## Work instructions
The answer must be an exact reproduction of all the entries.

## Source material
//! The task store: add/delete/complete/reorder plus persistence.

use std::collections::HashSet;

use focusdeck_model::task::{TaskId, TaskRecord, decode_tasks, encode_tasks};

use crate::storage::{KvStore, TASKS_KEY};

/// Where a dragged task lands relative to the drop target.
#[derive(Debug, Clone, Copy, PartialEq, Eq, Default)]
pub enum DropPosition {
    /// Insert immediately before the target.
    Above,
    /// Insert immediately after the target.
    #[default]
    Below,
}

/// Ordered task collection with write-through persistence.
///
/// The sequence is exclusively owned by the store; callers read through
/// accessor queries and mutate through the operations below. Every
/// successful mutation serializes the full sequence to the backing
/// [`KvStore`] before returning, so no mutation is observably lost if the
/// process dies right after a call returns.
#[derive(Debug)]
pub struct TaskStore<S: KvStore> {
    tasks: Vec<TaskRecord>,
    /// High-water mark for id assignment. Ids climb monotonically for the
    /// lifetime of the store and are never reassigned after a deletion,
    /// even when the deleted task held the highest id.
    next_id: u64,
    store: S,
}

impl<S: KvStore> TaskStore<S> {
    /// Loads the persisted task sequence from `store`.
    ///
    /// Recovery is total: a missing entry (first run) or an unparsable
    /// payload yields an empty collection, and duplicate ids left behind by
    /// a corrupted payload are repaired by keeping the first occurrence of
    /// each id. This constructor never fails.
    pub fn load(store: S) -> Self {
        let tasks = match store.get(TASKS_KEY) {
            None => Vec::new(),
            Some(raw) => match decode_tasks(&raw) {
                Ok(records) => dedup_first_wins(records),
                Err(e) => {
                    tracing::warn!(error = %e, "unparsable task payload, starting empty");
                    Vec::new()
                }
            },
        };
        let next_id = tasks.iter().map(|t| t.id.get()).max().map_or(1, |m| m + 1);
        Self {
            tasks,
            next_id,
            store,
        }
    }

    /// Adds a task at the tail and returns its id.
    ///
    /// Empty or whitespace-only text is rejected as a no-op (`None`).
    pub fn add(&mut self, text: &str) -> Option<TaskId> {
        if text.trim().is_empty() {
            return None;
        }
        let id = TaskId::new(self.next_id);
        self.next_id += 1;
        self.tasks.push(TaskRecord::new(id, text.to_string()));
        self.persist();
        Some(id)
    }

    /// Deletes the task with the given id. Returns whether anything changed.
    pub fn delete(&mut self, id: TaskId) -> bool {
        let Some(index) = self.index_of(id) else {
            return false;
        };
        self.tasks.remove(index);
        self.persist();
        true
    }

    /// Marks the task completed. Idempotent: absent or already-completed
    /// ids are no-ops. Completion is terminal; there is no reopen.
    pub fn complete(&mut self, id: TaskId) -> bool {
        let Some(task) = self.tasks.iter_mut().find(|t| t.id == id) else {
            return false;
        };
        if task.completed {
            return false;
        }
        task.completed = true;
        self.persist();
        true
    }

    /// Moves `source` to sit immediately above or below `target`.
    ///
    /// Preconditions, checked in order, any failure being a no-op: both ids
    /// exist; `source != target`; neither task is completed (completed
    /// tasks are immovable and cannot be drop targets).
    ///
    /// The insertion index is computed against the post-removal sequence:
    /// when the source originally sat before the target, the target slides
    /// down one slot as the source comes out, and inserting at the
    /// pre-removal index would land one past where the user dropped.
    pub fn reorder(&mut self, source: TaskId, target: TaskId, position: DropPosition) -> bool {
        let Some(source_index) = self.index_of(source) else {
            return false;
        };
        let Some(target_index) = self.index_of(target) else {
            return false;
        };
        if source == target
            || self.tasks[source_index].completed
            || self.tasks[target_index].completed
        {
            return false;
        }

        let moved = self.tasks.remove(source_index);
        let target_index = if source_index < target_index {
            target_index - 1
        } else {
            target_index
        };
        let insert_at = match position {
            DropPosition::Above => target_index,
            DropPosition::Below => target_index + 1,
        };
        self.tasks.insert(insert_at, moved);
        self.persist();
        true
    }

    /// The full sequence in storage order.
    #[must_use]
    pub fn tasks(&self) -> &[TaskRecord] {
        &self.tasks
    }

    /// The sequence in display order: incomplete tasks first, then
    /// completed tasks, relative order preserved within each group.
    ///
    /// A stable partition, not a resort — completing a task sinks it to
    /// the bottom without shuffling its neighbors.
    #[must_use]
    pub fn display_order(&self) -> Vec<&TaskRecord> {
        let (open, done): (Vec<&TaskRecord>, Vec<&TaskRecord>) =
            self.tasks.iter().partition(|t| !t.completed);
        open.into_iter().chain(done).collect()
    }

    /// Looks up a task by id.
    #[must_use]
    pub fn get(&self, id: TaskId) -> Option<&TaskRecord> {
        self.tasks.iter().find(|t| t.id == id)
    }

    /// Number of tasks.
    #[must_use]
    pub fn len(&self) -> usize {
        self.tasks.len()
    }

    /// Whether the collection is empty.
    #[must_use]
    pub fn is_empty(&self) -> bool {
        self.tasks.is_empty()
    }

    fn index_of(&self, id: TaskId) -> Option<usize> {
        self.tasks.iter().position(|t| t.id == id)
    }

    /// Write-through save, invoked by every mutating operation before it
    /// returns. Failures are logged and swallowed; losing one write must
    /// not take the session down.
    fn persist(&mut self) {
        match encode_tasks(&self.tasks) {
            Ok(payload) => {
                if let Err(e) = self.store.set(TASKS_KEY, &payload) {
                    tracing::error!(error = %e, "task save failed");
                }
            }
            Err(e) => tracing::error!(error = %e, "task payload encode failed"),
        }
    }
}

/// Keeps the first occurrence of each id, dropping later duplicates.
fn dedup_first_wins(records: Vec<TaskRecord>) -> Vec<TaskRecord> {
    let mut seen = HashSet::new();
    let before = records.len();
    let records: Vec<TaskRecord> = records
        .into_iter()
        .filter(|record| seen.insert(record.id))
        .collect();
    if records.len() < before {
        tracing::warn!(
            dropped = before - records.len(),
            "dropped duplicate task ids from persisted payload"
        );
    }
    records
}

## The completed task
//! The task store: add/delete/complete/reorder plus persistence.

use std::collections::HashSet;

use focusdeck_model::task::{TaskId, TaskRecord, decode_tasks, encode_tasks};

use crate::storage::{KvStore, TASKS_KEY};

/// Where a dragged task lands relative to the drop target.
#[derive(Debug, Clone, Copy, PartialEq, Eq, Default)]
pub enum DropPosition {
    /// Insert immediately before the target.
    Above,
    /// Insert immediately after the target.
    #[default]
    Below,
}

/// Ordered task collection with write-through persistence.
///
/// The sequence is exclusively owned by the store; callers read through
/// accessor queries and mutate through the operations below. Every
/// successful mutation serializes the full sequence to the backing
/// [`KvStore`] before returning, so no mutation is observably lost if the
/// process dies right after a call returns.
#[derive(Debug)]
pub struct TaskStore<S: KvStore> {
    tasks: Vec<TaskRecord>,
    /// High-water mark for id assignment. Ids climb monotonically for the
    /// lifetime of the store and are never reassigned after a deletion,
    /// even when the deleted task held the highest id.
    next_id: u64,
    store: S,
}

impl<S: KvStore> TaskStore<S> {
    /// Loads the persisted task sequence from `store`.
    ///
    /// Recovery is total: a missing entry (first run) or an unparsable
    /// payload yields an empty collection, and duplicate ids left behind by
    /// a corrupted payload are repaired by keeping the first occurrence of
    /// each id. This constructor never fails.
    pub fn load(store: S) -> Self {
        let tasks = match store.get(TASKS_KEY) {
            None => Vec::new(),
            Some(raw) => match decode_tasks(&raw) {
                Ok(records) => dedup_first_wins(records),
                Err(e) => {
                    tracing::warn!(error = %e, "unparsable task payload, starting empty");
                    Vec::new()
                }
            },
        };
        let next_id = tasks.iter().map(|t| t.id.get()).max().map_or(1, |m| m + 1);
        Self {
            tasks,
            next_id,
            store,
        }
    }

    /// Adds a task at the tail and returns its id.
    ///
    /// Empty or whitespace-only text is rejected as a no-op (`None`).
    pub fn add(&mut self, text: &str) -> Option<TaskId> {
        if text.trim().is_empty() {
            return None;
        }
        let id = TaskId::new(self.next_id);
        self.next_id += 1;
        self.tasks.push(TaskRecord::new(id, text.to_string()));
        self.persist();
        Some(id)
    }

    /// Deletes the task with the given id. Returns whether anything changed.
    pub fn delete(&mut self, id: TaskId) -> bool {
        let Some(index) = self.index_of(id) else {
            return false;
        };
        self.tasks.remove(index);
        self.persist();
        true
    }

    /// Marks the task completed. Idempotent: absent or already-completed
    /// ids are no-ops. Completion is terminal; there is no reopen.
    pub fn complete(&mut self, id: TaskId) -> bool {
        let Some(task) = self.tasks.iter_mut().find(|t| t.id == id) else {
            return false;
        };
        if task.completed {
            return false;
        }
        task.completed = true;
        self.persist();
        true
    }

    /// Moves `source` to sit immediately above or below `target`.
    ///
    /// Preconditions, checked in order, any failure being a no-op: both ids
    /// exist; `source != target`; neither task is completed (completed
    /// tasks are immovable and cannot be drop targets).
    ///
    /// The insertion index is computed against the post-removal sequence:
    /// when the source originally sat before the target, the target slides
    /// down one slot as the source comes out, and inserting at the
    /// pre-removal index would land one past where the user dropped.
    pub fn reorder(&mut self, source: TaskId, target: TaskId, position: DropPosition) -> bool {
        let Some(source_index) = self.index_of(source) else {
            return false;
        };
        let Some(target_index) = self.index_of(target) else {
            return false;
        };
        if source == target
            || self.tasks[source_index].completed
            || self.tasks[target_index].completed
        {
            return false;
        }

        let moved = self.tasks.remove(source_index);
        let target_index = if source_index < target_index {
            target_index - 1
        } else {
            target_index
        };
        let insert_at = match position {
            DropPosition::Above => target_index,
            DropPosition::Below => target_index + 1,
        };
        self.tasks.insert(insert_at, moved);
        self.persist();
        true
    }

    /// The full sequence in storage order.
    #[must_use]
    pub fn tasks(&self) -> &[TaskRecord] {
        &self.tasks
    }

    /// The sequence in display order: incomplete tasks first, then
    /// completed tasks, relative order preserved within each group.
    ///
    /// A stable partition, not a resort — completing a task sinks it to
    /// the bottom without shuffling its neighbors.
    #[must_use]
    pub fn display_order(&self) -> Vec<&TaskRecord> {
        let (open, done): (Vec<&TaskRecord>, Vec<&TaskRecord>) =
            self.tasks.iter().partition(|t| !t.completed);
        open.into_iter().chain(done).collect()
    }

    /// Looks up a task by id.
    #[must_use]
    pub fn get(&self, id: TaskId) -> Option<&TaskRecord> {
        self.tasks.iter().find(|t| t.id == id)
    }

    /// Number of tasks.
    #[must_use]
    pub fn len(&self) -> usize {
        self.tasks.len()
    }

    /// Whether the collection is empty.
    #[must_use]
    pub fn is_empty(&self) -> bool {
        self.tasks.is_empty()
    }

    fn index_of(&self, id: TaskId) -> Option<usize> {
        self.tasks.iter().position(|t| t.id == id)
    }

    /// Write-through save, invoked by every mutating operation before it
    /// returns. Failures are logged and swallowed; losing one write must
    /// not take the session down.
    fn persist(&mut self) {
        match encode_tasks(&self.tasks) {
            Ok(payload) => {
                if let Err(e) = self.store.set(TASKS_KEY, &payload) {
                    tracing::error!(error = %e, "task save failed");
                }
            }
            Err(e) => tracing::error!(error = %e, "task payload encode failed"),
        }
    }
}

/// Keeps the first occurrence of each id, dropping later duplicates.
fn dedup_first_wins(records: Vec<TaskRecord>) -> Vec<TaskRecord> {
    let mut seen = HashSet::new();
    let before = records.len();
    let records: Vec<TaskRecord> = records
        .into_iter()
        .filter(|record| seen.insert(record.id))
        .collect();
    if records.len() < before {
        tracing::warn!(
            dropped = before - records.len(),
            "dropped duplicate task ids from persisted payload"
        );
    }
    records
}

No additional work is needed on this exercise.